Integration of operating room monitors for development of a smart alarm system
[Thesis]
M. J. Navabi-Shirazi
K. C. Mylrea
The University of Arizona
1990
96
Ph.D.
The University of Arizona
1990
A computer based system was designed and used to collect physiologic and respiratory data (13 variables and 3 waveforms) from six routinely used operating room monitors. 23 hours of data were collected during 20 general surgery cases (ASA III patients). Part of the data were used to design and implement an integrated monitor with intelligent alarm capability. The system used a rule based approach to reduce false alarms and artificial neural networks (ANN) for classification of physiological waveforms.

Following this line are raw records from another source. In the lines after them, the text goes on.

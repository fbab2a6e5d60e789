//! Error types shared by the transaction engine, the lock and the store client.
//!
//! `TxnError` is what an adapter sees when a transaction fails. Callers that only
//! need to pick a status code should use [`TxnError::kind`] instead of matching
//! on the structure.

use crate::peer::types::NodeId;
use crate::transaction::types::Phase;
use serde::{Deserialize, Serialize};
use std::fmt;
use thiserror::Error;

/// Result type for store operations.
pub type StoreResult<T> = std::result::Result<T, StoreError>;

/// Result type for transaction operations.
pub type TxnResult<T> = std::result::Result<T, TxnError>;

/// Result type for volume operations.
pub type VolumeResult<T> = std::result::Result<T, VolumeError>;

/// Errors raised by a [`crate::store::KvStore`] backend.
#[derive(Debug, Error)]
pub enum StoreError {
    /// The store could not be reached or answered with a failure status.
    #[error("store unavailable: {0}")]
    Unavailable(String),

    /// A stored value could not be encoded or decoded.
    #[error("store codec error: {0}")]
    Codec(String),

    /// The requested entry does not exist.
    #[error("key not found: {0}")]
    NotFound(String),
}

impl From<serde_json::Error> for StoreError {
    fn from(e: serde_json::Error) -> Self {
        StoreError::Codec(e.to_string())
    }
}

impl From<reqwest::Error> for StoreError {
    fn from(e: reqwest::Error) -> Self {
        StoreError::Unavailable(e.to_string())
    }
}

/// Errors raised by the resource lock.
#[derive(Debug, Error)]
pub enum LockError {
    /// The key stayed held by someone else until the timeout elapsed.
    #[error("timed out after {waited_ms}ms waiting for lock {key:?}")]
    Timeout { key: String, waited_ms: u64 },

    /// The backing store failed while acquiring or releasing.
    #[error("lock store error: {0}")]
    Store(#[from] StoreError),
}

/// Coarse classification of a [`TxnError`].
#[derive(Debug, Clone, Copy, PartialEq, Eq, Hash, Serialize, Deserialize)]
pub enum ErrorKind {
    LockContention,
    Step,
    Transport,
    Serialization,
    Deserialization,
    Rollback,
    Registry,
    KeyNotFound,
    InvalidTxn,
    Store,
    Internal,
}

/// How a single node failed a single phase.
#[derive(Debug, Clone, Copy, PartialEq, Eq, Serialize, Deserialize)]
pub enum FailureKind {
    /// The step ran and reported failure.
    Step,
    /// The node's outcome is unknown: unreachable, timed out or reset.
    Transport,
}

/// One node's failure during one phase.
#[derive(Debug, Clone, PartialEq, Eq, Serialize, Deserialize)]
pub struct NodeFailure {
    pub node: NodeId,
    pub phase: Phase,
    pub kind: FailureKind,
    pub message: String,
}

impl NodeFailure {
    /// Failures of compensating steps classify as `Rollback` regardless of
    /// how the node failed.
    pub fn error_kind(&self) -> ErrorKind {
        match (self.phase, self.kind) {
            (Phase::Rollback, _) => ErrorKind::Rollback,
            (_, FailureKind::Step) => ErrorKind::Step,
            (_, FailureKind::Transport) => ErrorKind::Transport,
        }
    }
}

impl fmt::Display for NodeFailure {
    fn fmt(&self, f: &mut fmt::Formatter<'_>) -> fmt::Result {
        let kind = match self.kind {
            FailureKind::Step => "step failed",
            FailureKind::Transport => "unreachable",
        };
        write!(
            f,
            "{} on node {} during {}: {}",
            kind, self.node, self.phase, self.message
        )
    }
}

/// Everything known about a failed phase.
///
/// `primary` is the first failure that arrived; `others` keeps every other
/// failing node of the same phase. Rollback failures are recorded for
/// diagnostics only and never replace `primary`.
#[derive(Debug, Clone, PartialEq, Eq, Serialize, Deserialize)]
pub struct PhaseFailure {
    pub primary: NodeFailure,
    pub others: Vec<NodeFailure>,
    pub rollback_failures: Vec<NodeFailure>,
}

impl PhaseFailure {
    pub fn new(primary: NodeFailure) -> Self {
        Self {
            primary,
            others: Vec::new(),
            rollback_failures: Vec::new(),
        }
    }

    /// All failing nodes of the phase, primary first.
    pub fn failures(&self) -> impl Iterator<Item = &NodeFailure> {
        std::iter::once(&self.primary).chain(self.others.iter())
    }
}

impl fmt::Display for PhaseFailure {
    fn fmt(&self, f: &mut fmt::Formatter<'_>) -> fmt::Result {
        write!(f, "{}", self.primary)?;
        if !self.others.is_empty() {
            write!(f, " (and {} more node failure(s))", self.others.len())?;
        }
        Ok(())
    }
}

/// Errors returned by transaction construction, execution and context access.
#[derive(Debug, Error)]
pub enum TxnError {
    /// The resource lock was not acquired; no phase ran.
    #[error("lock contention: {0}")]
    LockContention(String),

    /// A step explicitly reported failure on some node.
    #[error("{0}")]
    Step(Box<PhaseFailure>),

    /// A target node was unreachable or did not reply in time.
    #[error("{0}")]
    Transport(Box<PhaseFailure>),

    /// A context value could not be encoded.
    #[error("failed to serialize context value {key:?}: {message}")]
    Serialization { key: String, message: String },

    /// A context value could not be decoded into the requested type.
    #[error("failed to deserialize context value {key:?}: {message}")]
    Deserialization { key: String, message: String },

    /// The context has no value under the key.
    #[error("key not found in transaction context: {0}")]
    KeyNotFound(String),

    /// A step name was unknown or registered twice.
    #[error("step registry error: {0}")]
    Registry(String),

    /// The transaction description is unusable, or it was already executed.
    #[error("invalid transaction: {0}")]
    InvalidTxn(String),

    /// The replicated store failed outside of a phase.
    #[error(transparent)]
    Store(#[from] StoreError),

    /// The execution task died before producing an outcome.
    #[error("internal error: {0}")]
    Internal(String),
}

impl TxnError {
    pub fn kind(&self) -> ErrorKind {
        match self {
            TxnError::LockContention(_) => ErrorKind::LockContention,
            TxnError::Step(_) => ErrorKind::Step,
            TxnError::Transport(_) => ErrorKind::Transport,
            TxnError::Serialization { .. } => ErrorKind::Serialization,
            TxnError::Deserialization { .. } => ErrorKind::Deserialization,
            TxnError::KeyNotFound(_) => ErrorKind::KeyNotFound,
            TxnError::Registry(_) => ErrorKind::Registry,
            TxnError::InvalidTxn(_) => ErrorKind::InvalidTxn,
            TxnError::Store(_) => ErrorKind::Store,
            TxnError::Internal(_) => ErrorKind::Internal,
        }
    }

    /// The phase failure details, for `Step` and `Transport` errors.
    pub fn phase_failure(&self) -> Option<&PhaseFailure> {
        match self {
            TxnError::Step(failure) | TxnError::Transport(failure) => Some(failure),
            _ => None,
        }
    }

    pub(crate) fn from_phase_failure(failure: PhaseFailure) -> Self {
        match failure.primary.kind {
            FailureKind::Step => TxnError::Step(Box::new(failure)),
            FailureKind::Transport => TxnError::Transport(Box::new(failure)),
        }
    }
}

impl From<LockError> for TxnError {
    fn from(e: LockError) -> Self {
        match e {
            LockError::Timeout { .. } => TxnError::LockContention(e.to_string()),
            LockError::Store(store) => TxnError::Store(store),
        }
    }
}

/// Errors returned by the volume create flow before or while it runs a transaction.
#[derive(Debug, Error)]
pub enum VolumeError {
    #[error("volume name is empty")]
    EmptyName,

    #[error("brick list is empty")]
    EmptyBrickList,

    #[error("invalid brick {0:?}, expected <host>:<absolute path>")]
    InvalidBrick(String),

    #[error("volume {0} already exists")]
    Exists(String),

    /// A brick host did not match any known peer.
    #[error("no peer found for brick host {0}")]
    UnknownHost(String),

    #[error(transparent)]
    Txn(#[from] TxnError),

    #[error(transparent)]
    Store(#[from] StoreError),
}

The integrated monitor was able to correctly identify 13 of 17 intubations which resulted in a 42% reduction in low end-tidal-CO2 false alarms. False heart rate alarms were reduced to 2.6% of total alarms using multi-variable analysis and rate of change limits. A combination of ANN's and an edge detection filter was used to classify CO2 waveforms into spontaneous, mechanical, and mechanical with spontaneous breathing attempts. The edge detection algorithm was able to detect 171 of 182 breaths. The ANN's properly classified 65 of 67 mechanical, 47 of 71 spontaneous, and 37 of 44 mechanical breaths with spontaneous breathing attempts. Another ANN was used for detection of elevated and depressed ST segments in the ECG signal. All ST segment elevations and depressions of 0.1 mV were correctly identified. An attempt was made to use ANN's to classify ECG waveforms according to anesthetic levels. However, the back-propagation algorithm used to train the network did not converge perhaps due to the variety of drugs used in the different cases. The system met our goals of providing an integrated operating room monitor with intelligent alarm capability. The system significantly reduced false heart rate alarms, detected intubation and classified ECG and CO2 waveforms.